While, yes, we would all like to believe that it's understood by each journalist that, for example, plagiarism is bad and objectivity is good....look at cases like Jayson Blair and we can see that perhaps this 'obligation' that journalists have is not so well upheld. There is no way that we will ever be able to get everyone to agree on what is 'good' and what is 'bad' so how do we decide, whether in the newsroom or in life, just how ethical something someone does is? The only method we have is to judge it with our own standards which are flawed and imperfect and non-universal.
So we try to label and define things-for example, David Craig talks about how 'truth,' 'accuracy,' and 'objectivity' are almost consensual cornerstones of journalism ethics in professional codes around the world, but in professional usage, “truth encompasses accuracy, honesty, lack of distortion or misrepresentation, and fairness.”
When looking at the Society of Professional Journalists code of ethics, it includes:
1.Seek truth and report it
2.act independently
3.minimize harm
4.be accountable.
To me, a few of these seem to counteract themselves. If you are truly acting independently and objectively seeking truth then how can you also be minimizing the potential harm? To 'minimize harm' gives the impression of “fluffing” your story so it doesn't seem so bad or eliminating facts/details that may be used to help paint a more accurate and transparent picture.
I think that David Craig best explains the three-way tug-of-war between objectivity, truth, and this 'obligation' at the end of his article, 'The Power and Ethics of the Story.' He says that “the difficulties connected with objectivity do not require journalists to abandon truth as an ethical responsibility because truth encompasses more than objectivity.” To me, this basically means while objectivity is a huge part of accurate storytelling, there are other methods that we as journalists must equally give as much attention to and look at that could contribute to our most transparent writing.

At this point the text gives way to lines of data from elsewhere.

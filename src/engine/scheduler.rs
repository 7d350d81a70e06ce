//! Polling state machine: cadence, condition checks and failure escalation.
//!
//! The scheduler never touches timers or the network itself. The engine
//! driver feeds it fetch completions and clock ticks, and reads back what
//! to do next through [`TickOutcome`]. Raised alarms queue up until the
//! driver drains them with [`PollingScheduler::take_alarms`].

use chrono::{DateTime, Duration as ChronoDuration, Utc};
use serde::{Deserialize, Serialize};
use std::fmt;
use std::time::Duration;
use tracing::{info, warn};

use crate::engine::alarm::{AlarmEvent, AlarmKind};
use crate::engine::config::EngineConfig;
use crate::engine::history::{
    HistoryPoint, ReadingHistory, FROZEN_MIN_SAMPLES, FROZEN_WINDOW_MINUTES,
};
use crate::engine::snooze::{AlarmSnoozeRegistry, SnoozeEntry, AUTO_SNOOZE_MINUTES};
use crate::engine::state::{MonitoringState, PersistedReading};
use crate::engine::thresholds::{classify, Severity};
use crate::error::{FetchError, Result};
use crate::source::{DeviceStatus, Reading};

/// Polling cadence.
#[derive(Debug, Clone, Copy, PartialEq, Eq, Serialize, Deserialize)]
#[serde(rename_all = "lowercase")]
pub enum PollMode {
    Normal,
    Critical,
}

/// Why the engine is restarting itself.
#[derive(Debug, Clone, Copy, PartialEq, Eq, Serialize, Deserialize)]
pub enum RestartReason {
    ConsecutiveFailures(u32),
    WatchdogStall { minutes_since_fresh_reading: i64 },
}

impl fmt::Display for RestartReason {
    fn fmt(&self, f: &mut fmt::Formatter<'_>) -> fmt::Result {
        match self {
            Self::ConsecutiveFailures(count) => write!(f, "{} consecutive fetch failures", count),
            Self::WatchdogStall {
                minutes_since_fresh_reading,
            } => write!(f, "no fresh reading for {} minutes", minutes_since_fresh_reading),
        }
    }
}

/// Result of one poll tick.
#[derive(Debug, Clone)]
pub struct TickPayload {
    pub reading: Reading,
    pub device_status: Option<DeviceStatus>,
}

impl TickPayload {
    pub fn reading(reading: Reading) -> Self {
        Self {
            reading,
            device_status: None,
        }
    }
}

/// What the driver must do after a scheduler step.
#[derive(Debug, Clone, Default, PartialEq)]
pub struct TickOutcome {
    /// Cadence changed; re-arm the poll timer at the new interval
    pub transition: Option<PollMode>,
    /// Perform an emergency restart
    pub restart: Option<RestartReason>,
    /// Write the last reading to durable storage
    pub persist: bool,
}

/// Observable engine state, republished after every step.
#[derive(Debug, Clone, PartialEq, Serialize, Deserialize)]
pub struct EngineSnapshot {
    pub state: MonitoringState,
    pub mode: PollMode,
    pub severity: Option<Severity>,
    pub is_stale: bool,
    pub minutes_since_last_reading: Option<i64>,
    pub loop_unresponsive: bool,
    pub snoozes: Vec<SnoozeEntry>,
    pub recent: Vec<HistoryPoint>,
    pub restarts: u32,
    pub taken_at: DateTime<Utc>,
}

pub struct PollingScheduler {
    config: EngineConfig,
    state: MonitoringState,
    history: ReadingHistory,
    snoozes: AlarmSnoozeRegistry,
    mode: PollMode,
    loop_unresponsive: bool,
    /// When a reading newer than the previous one last arrived
    last_fresh_reading_at: Option<DateTime<Utc>>,
    restarts: u32,
    outbox: Vec<AlarmEvent>,
}

impl PollingScheduler {
    pub fn new(config: EngineConfig, seed: Option<PersistedReading>) -> Self {
        let state = MonitoringState::seeded(seed, config.normal_interval_secs);
        Self {
            config,
            state,
            history: ReadingHistory::new(),
            snoozes: AlarmSnoozeRegistry::new(),
            mode: PollMode::Normal,
            loop_unresponsive: false,
            last_fresh_reading_at: None,
            restarts: 0,
            outbox: Vec::new(),
        }
    }

    pub fn config(&self) -> &EngineConfig {
        &self.config
    }

    pub fn state(&self) -> &MonitoringState {
        &self.state
    }

    pub fn history(&self) -> &ReadingHistory {
        &self.history
    }

    pub fn mode(&self) -> PollMode {
        self.mode
    }

    pub fn restarts(&self) -> u32 {
        self.restarts
    }

    /// Successful fetches that keep returning the same cached reading do not
    /// move this forward.
    pub fn last_fresh_reading_at(&self) -> Option<DateTime<Utc>> {
        self.last_fresh_reading_at
    }

    pub fn poll_interval(&self) -> Duration {
        match self.mode {
            PollMode::Normal => self.config.normal_interval(),
            PollMode::Critical => self.config.critical_interval(),
        }
    }

    /// Classification of the last known reading.
    pub fn severity(&self) -> Option<Severity> {
        self.state
            .last_reading
            .as_ref()
            .map(|reading| classify(reading.value, &self.config.thresholds))
    }

    fn elapsed_since_reading(&self, now: DateTime<Utc>) -> Option<ChronoDuration> {
        self.state
            .last_reading
            .as_ref()
            .map(|reading| now - reading.timestamp)
    }

    pub fn minutes_since_last_reading(&self, now: DateTime<Utc>) -> Option<i64> {
        self.elapsed_since_reading(now)
            .map(|elapsed| elapsed.num_minutes().max(0))
    }

    /// The displayed value is stale once it is `stale_after_minutes` old
    /// (inclusive).
    pub fn is_stale(&self, now: DateTime<Utc>) -> bool {
        self.elapsed_since_reading(now)
            .is_some_and(|elapsed| elapsed >= ChronoDuration::minutes(self.config.stale_after_minutes))
    }

    fn readings_missing(&self, now: DateTime<Utc>) -> bool {
        self.elapsed_since_reading(now).is_some_and(|elapsed| {
            elapsed >= ChronoDuration::minutes(self.config.missed_readings_minutes)
        })
    }

    /// Any condition that calls for the critical cadence.
    pub fn is_urgent(&self, now: DateTime<Utc>) -> bool {
        self.severity().is_some_and(|severity| severity.is_urgent())
            || self.readings_missing(now)
            || self.loop_unresponsive
    }

    pub fn on_fetch_success(&mut self, payload: TickPayload, now: DateTime<Utc>) -> TickOutcome {
        let TickPayload {
            reading,
            device_status,
        } = payload;

        self.state.consecutive_failure_count = 0;
        self.state.last_successful_fetch_at = Some(now);

        // Older or repeated readings leave the display and the history alone.
        let is_newer = self
            .state
            .last_reading
            .as_ref()
            .map_or(true, |last| reading.timestamp > last.timestamp);
        if is_newer {
            self.history.record(&reading);
            self.last_fresh_reading_at = Some(now);
            self.state.last_reading = Some(reading);
        }

        if let Some(status) = device_status {
            self.loop_unresponsive = status.is_loop_stale(now, self.config.loop_stale_minutes);
        }

        self.evaluate_glucose(now);
        self.evaluate_missed_readings(now);
        self.evaluate_frozen(now);
        self.evaluate_loop(now);

        TickOutcome {
            transition: self.update_mode(now),
            restart: None,
            persist: self.state.last_reading.is_some(),
        }
    }

    /// Count a failed fetch. The last known reading stays in place.
    pub fn on_fetch_failure(&mut self, error: &FetchError, now: DateTime<Utc>) -> TickOutcome {
        self.state.consecutive_failure_count += 1;
        let failures = self.state.consecutive_failure_count;
        warn!("Fetch failed ({} in a row): {}", failures, error);

        if failures == self.config.degraded_after_failures {
            let message = format!(
                "Connection to the data source is degraded: {} failed fetches in a row ({})",
                failures, error
            );
            self.raise(AlarmKind::ConnectivityDegraded, message, now);
        }

        self.evaluate_missed_readings(now);

        let restart = (failures >= self.config.restart_after_failures)
            .then_some(RestartReason::ConsecutiveFailures(failures));

        TickOutcome {
            transition: self.update_mode(now),
            restart,
            persist: false,
        }
    }

    /// Re-evaluate time-driven conditions without new data.
    pub fn check_staleness(&mut self, now: DateTime<Utc>) -> TickOutcome {
        self.evaluate_missed_readings(now);

        TickOutcome {
            transition: self.update_mode(now),
            ..Default::default()
        }
    }

    /// Re-check only the conditions whose snooze has lifted by `now`, against
    /// the last known data. Kinds that are not snoozed already fired on the
    /// data they were evaluated against.
    pub fn reevaluate_lifted(&mut self, now: DateTime<Utc>) -> TickOutcome {
        for kind in self.snoozes.take_expired(now) {
            match kind {
                AlarmKind::CriticalLow
                | AlarmKind::Low
                | AlarmKind::High
                | AlarmKind::CriticalHigh => {
                    if self.severity().and_then(AlarmKind::for_severity) == Some(kind) {
                        self.evaluate_glucose(now);
                    }
                }
                AlarmKind::MissedReadings => self.evaluate_missed_readings(now),
                AlarmKind::ReadingFrozen => self.evaluate_frozen(now),
                AlarmKind::LoopNotResponding => self.evaluate_loop(now),
                AlarmKind::ConnectivityDegraded | AlarmKind::AutomaticRecovery => {}
            }
        }

        TickOutcome {
            transition: self.update_mode(now),
            ..Default::default()
        }
    }

    /// Reset escalation state and announce the recovery.
    pub fn emergency_restart(&mut self, reason: RestartReason, now: DateTime<Utc>) {
        warn!("Emergency restart: {}", reason);
        self.state.consecutive_failure_count = 0;
        self.restarts += 1;

        let message = format!("Monitoring restarted automatically after {}", reason);
        self.raise(AlarmKind::AutomaticRecovery, message, now);
    }

    pub fn snooze(
        &mut self,
        kind: AlarmKind,
        minutes: i64,
        now: DateTime<Utc>,
    ) -> Result<SnoozeEntry> {
        let entry = self.snoozes.snooze(kind, minutes, now)?.clone();
        info!(
            "Snoozed {} until {} ({} times)",
            kind, entry.muted_until, entry.times_snoozed
        );
        Ok(entry)
    }

    pub fn clear_snooze(&mut self, kind: AlarmKind) -> bool {
        self.snoozes.clear(kind)
    }

    pub fn is_suppressed(&mut self, kind: AlarmKind, now: DateTime<Utc>) -> bool {
        self.snoozes.is_suppressed(kind, now)
    }

    /// Instant at which the earliest snooze lifts.
    pub fn next_recheck(&self) -> Option<DateTime<Utc>> {
        self.snoozes.next_expiry()
    }

    pub fn take_alarms(&mut self) -> Vec<AlarmEvent> {
        std::mem::take(&mut self.outbox)
    }

    pub fn snapshot(&self, now: DateTime<Utc>) -> EngineSnapshot {
        EngineSnapshot {
            state: self.state.clone(),
            mode: self.mode,
            severity: self.severity(),
            is_stale: self.is_stale(now),
            minutes_since_last_reading: self.minutes_since_last_reading(now),
            loop_unresponsive: self.loop_unresponsive,
            snoozes: self.snoozes.entries(),
            recent: self.history.points(),
            restarts: self.restarts,
            taken_at: now,
        }
    }

    fn evaluate_glucose(&mut self, now: DateTime<Utc>) {
        let Some(reading) = self.state.last_reading.clone() else {
            return;
        };
        let severity = classify(reading.value, &self.config.thresholds);
        let Some(kind) = AlarmKind::for_severity(severity) else {
            return;
        };

        let label = match severity {
            Severity::CriticalLow => "Urgent low",
            Severity::Low => "Low",
            Severity::High => "High",
            Severity::CriticalHigh => "Urgent high",
            Severity::Normal => return,
        };
        self.raise(kind, format!("{}: {}", label, reading), now);
    }

    fn evaluate_missed_readings(&mut self, now: DateTime<Utc>) {
        if !self.readings_missing(now) {
            return;
        }
        let minutes = self.minutes_since_last_reading(now).unwrap_or_default();
        self.raise(
            AlarmKind::MissedReadings,
            format!("No new readings for {} minutes", minutes),
            now,
        );
    }

    fn evaluate_frozen(&mut self, now: DateTime<Utc>) {
        if !self.history.is_frozen(FROZEN_WINDOW_MINUTES, FROZEN_MIN_SAMPLES) {
            return;
        }
        let value = self.history.latest().map(|p| p.value).unwrap_or_default();
        self.raise(
            AlarmKind::ReadingFrozen,
            format!(
                "Sensor value has not changed from {} for at least {} minutes",
                value, FROZEN_WINDOW_MINUTES
            ),
            now,
        );
    }

    fn evaluate_loop(&mut self, now: DateTime<Utc>) {
        if !self.loop_unresponsive {
            return;
        }
        self.raise(
            AlarmKind::LoopNotResponding,
            format!(
                "Loop has not reported for at least {} minutes",
                self.config.loop_stale_minutes
            ),
            now,
        );
    }

    /// Queue one alarm unless its kind is muted. Diagnostic kinds mute
    /// themselves immediately after firing.
    fn raise(&mut self, kind: AlarmKind, message: String, now: DateTime<Utc>) {
        if self.snoozes.is_suppressed(kind, now) {
            return;
        }

        let reading = self.state.last_reading.as_ref();
        let severity = self.severity();
        self.outbox
            .push(AlarmEvent::new(kind, reading, severity, message, now));

        if kind.is_auto_snoozed() {
            if let Err(e) = self.snoozes.snooze(kind, AUTO_SNOOZE_MINUTES, now) {
                warn!("Could not auto-snooze {}: {}", kind, e);
            }
        }
    }

    fn update_mode(&mut self, now: DateTime<Utc>) -> Option<PollMode> {
        let target = if self.is_urgent(now) {
            PollMode::Critical
        } else {
            PollMode::Normal
        };
        if target == self.mode {
            return None;
        }

        info!("Polling mode {:?} -> {:?}", self.mode, target);
        self.mode = target;
        self.state.is_critical = target == PollMode::Critical;
        self.state.poll_interval_seconds = self.poll_interval().as_secs();
        Some(target)
    }
}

While I enjoy talking about it, after a while ethics is frustrating because there never has been and never will be a universally 'right' answer. We try so many methods and definitions and theories and philosophies in an attempt to give ourselves a feeling of organization but no matter how many classes or seminars or professional organizations it is discussed in, journalists-as humans-will always have varying degrees of just how 'wrong' they think something is or what they are willing to do given sets of circumstances.